Work to be completed: Which lines of the records below contain the word "LineIndex"? Report each of them in full.

##### Given records

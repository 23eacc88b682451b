//! Caller-facing option structs for the public facade (spec §6).
//!
//! Grounded on the teacher's `resource::ResourceLimits`: a plain
//! `serde`-derived configuration struct, each field documented with its
//! default right where it's declared, constructed with `Default` and
//! overridden field-by-field rather than through a builder.

use std::collections::HashMap;

use serde::{Deserialize, Serialize};

use crate::error::Severity;
use crate::sourcemap::SourceMapOptions;

/// Options accepted by [`crate::minify`] and [`crate::minify_and_reflect`].
#[derive(Debug, Clone, Serialize, Deserialize)]
#[serde(default)]
pub struct MinifyOptions {
    /// Remove discretionary whitespace. Default `true`.
    pub minify_whitespace: bool,
    /// Run the renamer. Default `true`.
    pub minify_identifiers: bool,
    /// Numeric literal shortening and other safe syntactic rewrites. Default `true`.
    pub minify_syntax: bool,
    /// Rename uniform/storage var names at their declaration site rather
    /// than only compressing internal uses. Default `false`.
    pub mangle_external_bindings: bool,
    /// Run dead-code elimination. Default `true`.
    pub tree_shaking: bool,
    /// Pin struct types referenced by a uniform/storage var's type to
    /// their original spelling. Default `false`.
    pub preserve_uniform_struct_types: bool,
    /// Rename struct member names. Default `false` — see `rename::RenameOptions::mangle_props`.
    pub mangle_props: bool,
    /// Names the caller wants left alone no matter what declares them. Default empty.
    pub keep_names: Vec<String>,
    /// Produce a source map alongside the minified code. Default `false`.
    pub source_map: bool,
    /// Knobs for the source map itself, consulted only when `source_map` is set.
    pub source_map_options: SourceMapOptions,
}

impl Default for MinifyOptions {
    fn default() -> Self {
        Self {
            minify_whitespace: true,
            minify_identifiers: true,
            minify_syntax: true,
            mangle_external_bindings: false,
            tree_shaking: true,
            preserve_uniform_struct_types: false,
            mangle_props: false,
            keep_names: Vec::new(),
            source_map: false,
            source_map_options: SourceMapOptions { cover_lines_without_mappings: true, ..SourceMapOptions::default() },
        }
    }
}

/// Options accepted by [`crate::validate`].
#[derive(Debug, Clone, Default, Serialize, Deserialize)]
#[serde(default)]
pub struct ValidateOptions {
    /// Elevate every `warning` diagnostic to `error` before computing `valid`. Default `false`.
    pub strict_mode: bool,
    /// Per-rule severity override, keyed by the rule's `snake_case` name
    /// (e.g. `"derivative_uniformity"`). Default empty.
    pub diagnostic_filters: HashMap<String, Severity>,
}

#[cfg(test)]
mod tests {
    use super::*;

    #[test]
    fn minify_options_defaults_match_spec_table() {
        let options = MinifyOptions::default();
        assert!(options.minify_whitespace);
        assert!(options.minify_identifiers);
        assert!(options.minify_syntax);
        assert!(!options.mangle_external_bindings);
        assert!(options.tree_shaking);
        assert!(!options.preserve_uniform_struct_types);
        assert!(options.source_map_options.cover_lines_without_mappings);
    }

    #[test]
    fn validate_options_default_is_permissive() {
        let options = ValidateOptions::default();
        assert!(!options.strict_mode);
        assert!(options.diagnostic_filters.is_empty());
    }
}
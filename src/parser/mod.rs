//! Two-pass parser: pass 1 builds the AST and declares symbols, pass 2
//! re-walks the same tree to bind references, count uses, fold constants,
//! and tag expression purity.
//!
//! Grounded on the teacher's `prepare.rs` prescan-then-prepare split: pass 1
//! here plays the role of `prescan_*` (declare every name up front) and
//! pass 2 plays `prepare_*` (bind, fold, tag) — the clearest direct analogue
//! between the teacher's interpreter front end and a compiler front end.

mod pass1;
pub(crate) mod pass2;

use crate::ast::Module;
use crate::error::DiagnosticSink;
use crate::intern::Interner;
use crate::lexer::{self, Token};
use crate::scope::SymbolTable;
use crate::span::{LineIndex, TextRange, TextSize};

/// Output of parsing one compilation unit: the AST, its symbol table and
/// string interner, and every diagnostic accumulated along the way.
pub struct ParsedUnit {
    pub module: Module,
    pub symbols: SymbolTable,
    pub interner: Interner,
    pub diagnostics: DiagnosticSink,
}

/// Lexes and parses `source` in full: pass 1 then pass 2, never aborting on
/// error (spec §5: phases are sequential but a failure in one does not
/// prevent the rest of the pipeline from running on a best-effort AST).
#[must_use]
pub fn parse(source: &str) -> ParsedUnit {
    let line_index = LineIndex::new(source);
    let mut diagnostics = DiagnosticSink::new();
    let (tokens, lex_errors) = lexer::lex(source);
    for err in lex_errors {
        diagnostics.push(
            crate::error::Diagnostic::new(crate::error::Severity::Error, err.message, err.span.start(), &line_index)
                .with_rule(crate::error::DiagnosticRule::LexError),
        );
    }

    let mut cursor = Cursor::new(source, &tokens, &line_index);
    let mut interner = Interner::new();
    let mut symbols = SymbolTable::new();
    let module = pass1::parse_module(&mut cursor, &mut interner, &mut symbols, &mut diagnostics);
    let mut module = module;
    pass2::run(&mut module, &mut symbols, &interner, &mut diagnostics, &line_index);

    ParsedUnit { module, symbols, interner, diagnostics }
}

/// Shared token-stream cursor used by pass 1's recursive-descent grammar.
pub(crate) struct Cursor<'a> {
    pub source: &'a str,
    pub tokens: &'a [Token],
    pub line_index: &'a LineIndex,
    pub pos: usize,
    /// A synthetic token standing in for the unconsumed remainder of a
    /// `>=`/`>>`/`>>=` token that `close_template` split to extract a
    /// single `>`. Transparent to every other cursor method: `current`
    /// and `bump` check this before falling back to `tokens[pos]`.
    split_remainder: Option<Token>,
}

impl<'a> Cursor<'a> {
    fn new(source: &'a str, tokens: &'a [Token], line_index: &'a LineIndex) -> Self {
        Self { source, tokens, line_index, pos: 0, split_remainder: None }
    }

    pub fn current(&self) -> Token {
        self.split_remainder.unwrap_or_else(|| self.tokens[self.pos.min(self.tokens.len() - 1)])
    }

    pub fn peek_kind(&self) -> crate::lexer::TokenKind {
        self.current().kind
    }

    pub fn peek_at(&self, offset: usize) -> Option<Token> {
        if self.split_remainder.is_some() {
            if offset == 0 {
                return Some(self.current());
            }
            return self.tokens.get(self.pos + offset - 1).copied();
        }
        self.tokens.get(self.pos + offset).copied()
    }

    pub fn text(&self) -> &'a str {
        let token = self.current();
        &self.source[token.span]
    }

    pub fn bump(&mut self) -> Token {
        let token = self.current();
        if self.split_remainder.take().is_none() && self.pos + 1 < self.tokens.len() {
            self.pos += 1;
        }
        token
    }

    pub fn is_eof(&self) -> bool {
        self.peek_kind() == crate::lexer::TokenKind::Eof
    }

    /// Closes a template argument list. `>` is consumed whole; `>=`, `>>`,
    /// `>>=` are split so their leading `>` closes this template while the
    /// remainder (`=`, `>`, `>=` respectively) is left for whatever parses
    /// next — the token-splitting trick spec §4.4 requires so the parser,
    /// not the lexer, disambiguates template brackets from shift/relational
    /// operators.
    pub fn close_template(&mut self) -> bool {
        use crate::lexer::{Punct, TokenKind};
        let current = self.current();
        let TokenKind::Punct(p) = current.kind else { return false };
        let remainder = match p {
            Punct::Gt => {
                self.bump();
                return true;
            }
            Punct::Ge => Punct::Eq,
            Punct::Shr => Punct::Gt,
            Punct::ShrEq => Punct::Ge,
            _ => return false,
        };
        let one_byte = TextSize::from(1);
        let remainder_start = current.span.start() + one_byte;
        self.split_remainder = Some(Token { kind: TokenKind::Punct(remainder), span: TextRange::new(remainder_start, current.span.end()) });
        true
    }
}

#[cfg(test)]
mod tests {
    use super::*;

    #[test]
    fn parses_empty_source_with_no_diagnostics() {
        let unit = parse("");
        assert!(unit.module.decls.is_empty());
        assert!(!unit.diagnostics.has_errors());
    }

    #[test]
    fn lex_error_surfaces_as_parse_diagnostic() {
        let unit = parse("const x = 1 $ 2;");
        assert!(unit.diagnostics.has_errors());
    }
}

##########

Response to this task:
use crate::span::{LineIndex, TextRange, TextSize};
    let line_index = LineIndex::new(source);
    pub line_index: &'a LineIndex,
    fn new(source: &'a str, tokens: &'a [Token], line_index: &'a LineIndex) -> Self {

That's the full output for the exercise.